DESCRIPTION OF THE TASK: Could each entry below be printed again exactly as given?

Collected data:
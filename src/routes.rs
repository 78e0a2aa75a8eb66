//! Router assembly.
//!
//! SYSTEM CONTEXT
//! ==============
//! One Axum router serves the Leptos SSR pages, the compiled WASM/CSS bundle
//! under `/pkg`, a `/healthz` probe, and, when configured, the `/api/*`
//! reverse proxy to the REST backend.

#[cfg(test)]
#[path = "routes_test.rs"]
mod routes_test;

use std::path::PathBuf;

use axum::Router;
use axum::http::StatusCode;
use axum::routing::{any, get};
use leptos::prelude::*;
use leptos_axum::{LeptosRoutes, generate_route_list};
use tower_http::compression::CompressionLayer;
use tower_http::services::ServeDir;
use tower_http::trace::TraceLayer;

use crate::config::{ConfigError, HostConfig};
use crate::proxy::{self, ProxyState};

/// Health probe plus the optional API proxy.
///
/// # Errors
///
/// Returns an error if the proxy HTTP client cannot be built.
pub fn service_routes(config: &HostConfig) -> Result<Router, ConfigError> {
    let router = Router::new().route("/healthz", get(healthz));
    let Some(target) = config.proxy_target.as_deref() else {
        return Ok(router);
    };
    let state = ProxyState::new(target).map_err(|e| ConfigError::ProxyClient(e.to_string()))?;
    tracing::info!(%target, "proxying /api");
    Ok(router.merge(
        Router::new()
            .route("/api/{*rest}", any(proxy::forward))
            .with_state(state),
    ))
}

/// Full application: service routes, Leptos SSR, and static assets.
///
/// # Errors
///
/// Returns an error if the Leptos configuration cannot be loaded (missing or
/// malformed `Cargo.toml` `[package.metadata.leptos]` section) or the proxy
/// client cannot be built.
pub fn app(config: &HostConfig) -> Result<Router, ConfigError> {
    let conf = get_configuration(None).map_err(|e| ConfigError::Leptos(e.to_string()))?;
    let leptos_options = conf.leptos_options;
    let routes = generate_route_list(client::app::App);

    let leptos_router = Router::new()
        .leptos_routes(&leptos_options, routes, {
            let opts = leptos_options.clone();
            move || client::app::shell(opts.clone())
        })
        .with_state(leptos_options.clone());

    let site_root_path = PathBuf::from(leptos_options.site_root.as_ref());

    Ok(service_routes(config)?
        .merge(leptos_router)
        .nest_service("/pkg", ServeDir::new(site_root_path.join("pkg")))
        .layer(CompressionLayer::new())
        .layer(TraceLayer::new_for_http()))
}

async fn healthz() -> StatusCode {
    StatusCode::OK
}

EXPECTED ANSWER:
filename src/routes.rs
repository 78e0a2aa75a8eb66
//! Router assembly.
//!
//! SYSTEM CONTEXT
//! ==============
//! One Axum router serves the Leptos SSR pages, the compiled WASM/CSS bundle
//! under `/pkg`, a `/healthz` probe, and, when configured, the `/api/*`
//! reverse proxy to the REST backend.

#[cfg(test)]
#[path = "routes_test.rs"]
mod routes_test;

use std::path::PathBuf;

use axum::Router;
use axum::http::StatusCode;
use axum::routing::{any, get};
use leptos::prelude::*;
use leptos_axum::{LeptosRoutes, generate_route_list};
use tower_http::compression::CompressionLayer;
use tower_http::services::ServeDir;
use tower_http::trace::TraceLayer;

use crate::config::{ConfigError, HostConfig};
use crate::proxy::{self, ProxyState};

/// Health probe plus the optional API proxy.
///
/// # Errors
///
/// Returns an error if the proxy HTTP client cannot be built.
pub fn service_routes(config: &HostConfig) -> Result<Router, ConfigError> {
    let router = Router::new().route("/healthz", get(healthz));
    let Some(target) = config.proxy_target.as_deref() else {
        return Ok(router);
    };
    let state = ProxyState::new(target).map_err(|e| ConfigError::ProxyClient(e.to_string()))?;
    tracing::info!(%target, "proxying /api");
    Ok(router.merge(
        Router::new()
            .route("/api/{*rest}", any(proxy::forward))
            .with_state(state),
    ))
}

/// Full application: service routes, Leptos SSR, and static assets.
///
/// # Errors
///
/// Returns an error if the Leptos configuration cannot be loaded (missing or
/// malformed `Cargo.toml` `[package.metadata.leptos]` section) or the proxy
/// client cannot be built.
pub fn app(config: &HostConfig) -> Result<Router, ConfigError> {
    let conf = get_configuration(None).map_err(|e| ConfigError::Leptos(e.to_string()))?;
    let leptos_options = conf.leptos_options;
    let routes = generate_route_list(client::app::App);

    let leptos_router = Router::new()
        .leptos_routes(&leptos_options, routes, {
            let opts = leptos_options.clone();
            move || client::app::shell(opts.clone())
        })
        .with_state(leptos_options.clone());

    let site_root_path = PathBuf::from(leptos_options.site_root.as_ref());

    Ok(service_routes(config)?
        .merge(leptos_router)
        .nest_service("/pkg", ServeDir::new(site_root_path.join("pkg")))
        .layer(CompressionLayer::new())
        .layer(TraceLayer::new_for_http()))
}

async fn healthz() -> StatusCode {
    StatusCode::OK
}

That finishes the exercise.